Prerenal azotemia (PRA) is a major cause of acute kidney injury (AKI) and uncommonly studied in preclinical models. Using a reverse translational approach, we developed a novel model of PRA that meets the clinical definition. 6 hours after furosemide administration to induce volume loss in wild type (WT) mice, measured GFR was 25% of baseline and returned to baseline after saline resuscitation at 48 hours. At 6 hours of PRA, plasma IL-6 was significantly increased, renal and liver histology were normal, renal and liver lactate were normal, and renal KIM-1 immunofluorescence was negative; 327 differentially regulated genes were upregulated in the liver and the acute phase response was the most significantly upregulated pathway; 25% of upregulated genes were reduced in IL-6-/-, and the acute phase response was the most significantly downregulated pathway.

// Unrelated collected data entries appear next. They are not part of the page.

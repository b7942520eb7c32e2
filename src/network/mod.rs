//! HTTP networking module
//!
//! Provides the HTTP client and the process-wide rate limiter that gates
//! every request to the breach search API.

mod client;
mod limiter;

pub use client::{ApiResponse, HttpClient};
pub use limiter::{RateLimiter, RequestGate};
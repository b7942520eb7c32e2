//! Plain-text rendering of breach records for chat previews

use super::types::{BreachRecord, RECOGNIZED_FIELDS};
use std::fmt::Display;

/// Date placeholder used in previews
pub const PREVIEW_MISSING_DATE: &str = "No date";

/// Appended to a record cut short to fit the message limit
pub const TRUNCATED_MARKER: &str = "... (truncated)";

/// Render records as preview text.
///
/// An empty slice renders the "no breaches" sentence instead of a header.
pub fn format_breaches(term: &str, search_type: impl Display, records: &[BreachRecord]) -> String {
    if records.is_empty() {
        return format!("No breaches found for {} '{}'.", search_type, term);
    }

    let blocks: Vec<String> = records.iter().map(format_record).collect();
    format!("{}:\n\n{}", term, blocks.join("\n\n"))
}

/// Render records to fit `limit` characters.
///
/// When the full text is too long, each record gets an equal share of the
/// space left after the header and is cut to it. A share shorter than the
/// marker itself can overshoot the limit.
pub fn format_breaches_within(
    term: &str,
    search_type: impl Display,
    records: &[BreachRecord],
    limit: usize,
) -> String {
    let text = format_breaches(term, search_type, records);
    if records.is_empty() || text.chars().count() <= limit {
        return text;
    }

    let header = format!("{}:\n\n", term);
    let separators = (records.len() - 1) * 2;
    let share = limit.saturating_sub(header.chars().count() + separators) / records.len();

    let blocks: Vec<String> = records
        .iter()
        .map(|record| truncate_block(&format_record(record), share))
        .collect();
    format!("{}{}", header, blocks.join("\n\n"))
}

fn truncate_block(block: &str, share: usize) -> String {
    if block.chars().count() <= share {
        return block.to_string();
    }
    let keep = share.saturating_sub(TRUNCATED_MARKER.chars().count());
    let mut cut: String = block.chars().take(keep).collect();
    cut.push_str(TRUNCATED_MARKER);
    cut
}

/// Render one record: source line first, then every present recognized field
pub fn format_record(record: &BreachRecord) -> String {
    let (name, date) = record.source_parts(PREVIEW_MISSING_DATE);
    let mut lines = vec![format!("- Source: {} ({})", name, date)];

    for key in RECOGNIZED_FIELDS {
        if let Some(value) = record.field(key).filter(|v| !v.is_empty()) {
            lines.push(format!("  {}: {}", field_label(key), value));
        }
    }

    lines.join("\n")
}

/// `full_name` -> `Full name`
pub fn field_label(key: &str) -> String {
    let spaced = key.replace('_', " ");
    let mut chars = spaced.chars();
    match chars.next() {
        Some(first) => first.to_uppercase().chain(chars.flat_map(char::to_lowercase)).collect(),
        None => String::new(),
    }
}

#[cfg(test)]
mod tests {
    use super::*;
    use serde_json::json;

    fn record(value: serde_json::Value) -> BreachRecord {
        BreachRecord::from_value(value).unwrap()
    }

    #[test]
    fn test_empty_results() {
        assert_eq!(
            format_breaches("bob", "username", &[]),
            "No breaches found for username 'bob'."
        );
    }

    #[test]
    fn test_format_skips_absent_and_empty_fields() {
        let records = vec![
            record(json!({
                "email": "bob@example.com",
                "password": "",
                "ip_address": "10.0.0.1",
                "source": {"name": "ExampleLeak", "date": "2021-03"}
            })),
            record(json!({"username": "bobby"})),
        ];

        let text = format_breaches("bob@example.com", "email", &records);
        assert_eq!(
            text,
            "bob@example.com:\n\n\
             - Source: ExampleLeak (2021-03)\n  Email: bob@example.com\n  Ip address: 10.0.0.1\n\n\
             - Source: Unknown source (No date)\n  Username: bobby"
        );
    }

    #[test]
    fn test_within_keeps_every_record() {
        let records: Vec<BreachRecord> = (0..4)
            .map(|i| {
                record(json!({
                    "username": format!("user{}", i),
                    "hash": "0".repeat(600)
                }))
            })
            .collect();

        let text = format_breaches_within("user", "username", &records, 2000);
        assert!(text.chars().count() <= 2000);
        assert!(text.starts_with("user:\n\n"));
        for i in 0..4 {
            assert!(text.contains(&format!("Username: user{}", i)));
        }
        assert_eq!(text.matches(TRUNCATED_MARKER).count(), 4);
    }

    #[test]
    fn test_within_leaves_short_text_alone() {
        let records = vec![record(json!({"username": "bobby"}))];
        assert_eq!(
            format_breaches_within("bob", "username", &records, 2000),
            format_breaches("bob", "username", &records)
        );
    }

    #[test]
    fn test_field_label() {
        assert_eq!(field_label("full_name"), "Full name");
        assert_eq!(field_label("ip_address"), "Ip address");
        assert_eq!(field_label("hash"), "Hash");
        assert_eq!(field_label(""), "");
    }
}
//! HTTP client for talking to the breach search API and the webhook

use crate::config::ApiSettings;
use reqwest::{Client, Response};
use std::time::Duration;

/// Raw HTTP response, read fully into memory
#[derive(Debug)]
pub struct ApiResponse {
    /// HTTP status code
    pub status: u16,
    /// Response body as text
    pub text: String,
}

impl ApiResponse {
    /// Parse response as JSON
    pub fn json<T: serde::de::DeserializeOwned>(&self) -> serde_json::Result<T> {
        serde_json::from_str(&self.text)
    }

    /// Check if response is successful (2xx)
    pub fn is_success(&self) -> bool {
        (200..300).contains(&self.status)
    }
}

/// HTTP client wrapper carrying the per-request timeout
#[derive(Clone)]
pub struct HttpClient {
    client: Client,
    timeout: Duration,
}

impl HttpClient {
    /// Create a new HTTP client with default settings
    pub fn new() -> reqwest::Result<Self> {
        Self::with_settings(&ApiSettings::default())
    }

    /// Create a new HTTP client with custom settings
    pub fn with_settings(settings: &ApiSettings) -> reqwest::Result<Self> {
        let timeout = settings.timeout();
        let client = Client::builder()
            .timeout(timeout)
            .user_agent(concat!("hackcheck-rs/", env!("CARGO_PKG_VERSION")))
            .gzip(true)
            .brotli(true)
            .build()?;

        Ok(Self { client, timeout })
    }

    /// Total timeout applied to each request
    pub fn timeout(&self) -> Duration {
        self.timeout
    }

    /// Simple GET request
    pub async fn get(&self, url: &str) -> reqwest::Result<ApiResponse> {
        let response = self
            .client
            .get(url)
            .timeout(self.timeout)
            .header("Accept", "application/json")
            .send()
            .await?;

        Self::parse_response(response).await
    }

    /// POST with JSON body
    pub async fn post_json(
        &self,
        url: &str,
        json: &serde_json::Value,
    ) -> reqwest::Result<ApiResponse> {
        let response = self
            .client
            .post(url)
            .timeout(self.timeout)
            .json(json)
            .send()
            .await?;

        Self::parse_response(response).await
    }

    /// Parse response into ApiResponse
    async fn parse_response(response: Response) -> reqwest::Result<ApiResponse> {
        let status = response.status().as_u16();
        let text = response.text().await?;
        Ok(ApiResponse { status, text })
    }
}

#[cfg(test)]
mod tests {
    use super::*;
    use wiremock::matchers::{method, path};
    use wiremock::{Mock, MockServer, ResponseTemplate};

    #[tokio::test]
    async fn test_client_creation() {
        let client = HttpClient::new();
        assert!(client.is_ok());
        assert_eq!(client.unwrap().timeout(), Duration::from_secs(120));
    }

    #[tokio::test]
    async fn test_get_reads_status_and_body() {
        let server = MockServer::start().await;
        Mock::given(method("GET"))
            .and(path("/ping"))
            .respond_with(ResponseTemplate::new(404).set_body_string(r#"{"error":"nope"}"#))
            .mount(&server)
            .await;

        let client = HttpClient::new().unwrap();
        let response = client.get(&format!("{}/ping", server.uri())).await.unwrap();

        assert_eq!(response.status, 404);
        assert!(!response.is_success());
        let body: serde_json::Value = response.json().unwrap();
        assert_eq!(body["error"], "nope");
    }
}
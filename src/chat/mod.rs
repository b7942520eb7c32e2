//! Host chat platform abstraction
//!
//! The pipeline only talks to a [`ChatSurface`]: it sends messages, edits them
//! in place (for the paginated preview) and uploads files.

mod console;
mod memory;

pub use console::ConsoleSurface;
pub use memory::{MemorySurface, SurfaceEvent};

use crate::chunker::{chunk, query_context, ChunkError};
use async_trait::async_trait;
use std::fmt;
use std::io;
use std::path::{Path, PathBuf};
use thiserror::Error;
use tracing::{info, warn};

/// Identifier of a message sent through a surface
#[derive(Debug, Clone, Copy, PartialEq, Eq, Hash)]
pub struct MessageId(pub u64);

impl fmt::Display for MessageId {
    fn fmt(&self, f: &mut fmt::Formatter<'_>) -> fmt::Result {
        write!(f, "#{}", self.0)
    }
}

/// State of the Back/Next navigation buttons attached to a message
#[derive(Debug, Clone, Copy, PartialEq, Eq, Default)]
pub struct Controls {
    pub back_enabled: bool,
    pub next_enabled: bool,
}

impl Controls {
    pub fn new(back_enabled: bool, next_enabled: bool) -> Self {
        Self {
            back_enabled,
            next_enabled,
        }
    }

    /// Both buttons greyed out
    pub fn disabled() -> Self {
        Self::default()
    }

    pub fn any_enabled(&self) -> bool {
        self.back_enabled || self.next_enabled
    }
}

/// Delivery failures reported by a surface
#[derive(Debug, Error)]
pub enum DeliveryError {
    /// The message was deleted or is otherwise no longer editable
    #[error("message {0} no longer exists")]
    MessageGone(MessageId),

    #[error("message of {len} characters exceeds the limit of {limit}")]
    TooLong { len: usize, limit: usize },

    #[error("failed to upload {path}: {source}")]
    Upload {
        path: PathBuf,
        #[source]
        source: io::Error,
    },

    #[error("I/O error: {0}")]
    Io(#[from] io::Error),

    #[error("platform error: {0}")]
    Platform(String),
}

/// A place where the pipeline can talk to the user who asked for a search
#[async_trait]
pub trait ChatSurface: Send + Sync {
    /// Send a new message, optionally with navigation controls
    async fn send(
        &self,
        content: &str,
        controls: Option<Controls>,
    ) -> Result<MessageId, DeliveryError>;

    /// Replace the content and controls of a sent message
    async fn edit(
        &self,
        id: MessageId,
        content: &str,
        controls: Option<Controls>,
    ) -> Result<(), DeliveryError>;

    /// Upload a file with a caption
    async fn upload(&self, caption: &str, path: &Path) -> Result<(), DeliveryError>;

    /// Maximum characters per message
    fn message_limit(&self) -> usize;
}

/// Send `text` in as many messages as the surface limit requires.
///
/// `context`, when given, is rendered as `Query: <context>` at the top of the
/// first message. Empty text sends nothing. Returns the number of messages
/// sent.
pub async fn send_split(
    surface: &dyn ChatSurface,
    text: &str,
    context: Option<&str>,
) -> Result<usize, DeliveryError> {
    let context = context.map(query_context);
    let chunks = match chunk(text, surface.message_limit(), context.as_deref()) {
        Ok(chunks) => chunks,
        Err(ChunkError::NothingToSend) => {
            info!("No text to send");
            return Ok(0);
        }
        Err(e) => {
            warn!("Could not split message: {}", e);
            return Err(DeliveryError::Platform(e.to_string()));
        }
    };

    for part in &chunks {
        surface.send(part, None).await?;
    }
    Ok(chunks.len())
}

Three significantly upregulated genes were further investigated: NGAL, CXCL1, and haptoglobin; hepatic gene expression and plasma protein levels were all increased in WT PRA and were all reduced in IL-6-/- PRA. This work demonstrates previously unknown systemic effects of prerenal azotemia that includes systemic inflammation and IL-6 mediated upregulation of the hepatic acute phase response; we anticipate that these effects will have significant clinical consequences.

Overall Design

Using RNA-seq to profile the transcriptomes of hepatic tissues in wild type (WT) and IL-6-/- mice subjected to vehicle (Veh, 4 WT replicates, 4 IL-6-/- replicates) or furosemide-induced pre-renal azotemia (PRA, 4 WT replicates, 3 IL-6-/- replicates) treatments. Non-injected mice (normal, 4 replicates) were used examined as control.